Replies are listed 'Best First'.
Re: Regex KungFu help needed by kennethk (Abbot) on Oct 02, 2009 at 14:49 UTC
Rather than using such advanced approaches, you can allow overlapping regular expressions using Look Around Assertions. Specifically, match on the first letter, and require it be followed by the others of interest. You can then use standard techniques for counting matches. `#!/usr/bin/perl use strict; use warnings; my @real_count = (0,0,0,0); my $sequence = "GGGGGGGAGAAAAAAAAAAAAAAAGAAGGA"; my @pattern; $pattern[0] = "A(?=AAAA)"; $pattern[1] = "G(?=GGGG)"; $pattern[2] = "G(?=GAGA)"; $pattern[3] = "G(?=AAGG)"; foreach my $i (0..$#pattern) { $real_count[$i]++ while ($sequence =~ /$pattern[$i]/g); } foreach (@real_count) { print "$_\n"; }` [download] Note I also swapped your error prone for loop for a foreach loop with the range operator.	[reply] [d/l]

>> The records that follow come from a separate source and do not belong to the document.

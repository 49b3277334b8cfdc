// SPDX-License-Identifier: BUSL-1.1
// Copyright (c) 2026 Alfred Jean LLC

//! CLI command implementations

pub mod connect;
pub mod count;
pub mod meals;
pub mod submit;

use crate::error::CliError;
use anyhow::{Context, Result};
use munch_adapters::{RpcChainClient, RpcWallet, TracedChainClient, TracedWallet};
use munch_core::{Address, Config};
use munch_engine::{SyncController, SyncError};

pub type Controller = SyncController<TracedChainClient<RpcChainClient>, TracedWallet<RpcWallet>>;

/// Ledger client for the configured node
pub fn chain(config: &Config) -> Result<TracedChainClient<RpcChainClient>> {
    let chain = RpcChainClient::new(config)
        .map_err(SyncError::from)
        .context("failed to set up ledger client")?;
    Ok(TracedChainClient::new(chain))
}

/// Controller wired to the configured node and wallet
pub fn controller(config: &Config) -> Result<Controller> {
    let wallet = RpcWallet::new(config)
        .map_err(SyncError::from)
        .context("failed to set up wallet client")?;
    Ok(SyncController::new(chain(config)?, TracedWallet::new(wallet)))
}

/// Reuse an earlier wallet authorization and load the ledger
pub async fn restore(controller: &mut Controller) -> Result<Address> {
    match controller.restore_if_authorized().await? {
        Some(account) => Ok(account),
        None => Err(CliError::not_authorized().into()),
    }
}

Re^2: Regex KungFu help needed by johngg (Canon) on Oct 02, 2009 at 15:12 UTC
You can put the whole term in the look-ahead to make things a bit simpler and you could take advantage of the `$scalar = () = $string =~ m{$pattern}g;` idiom rather than successive incrementing, wrapping the whole thing in a map. `$ perl -Mstrict -wle ' > my $seq = q{GGGGGGGAGAAAAAAAAAAAAAAAGAAGGA}; > my @pats = qw{ AAAAA GGGGG GGAGA GAAGG }; > my @cts = map { > my $re = qr{(?=\Q$_\E)}; > my $ct = () = $seq =~ m{$re}g; > } @pats; > print qq{@cts};' 11 3 1 1 $` [download] I hope this is of interest. Cheers, JohnGG	[reply] [d/l] [select]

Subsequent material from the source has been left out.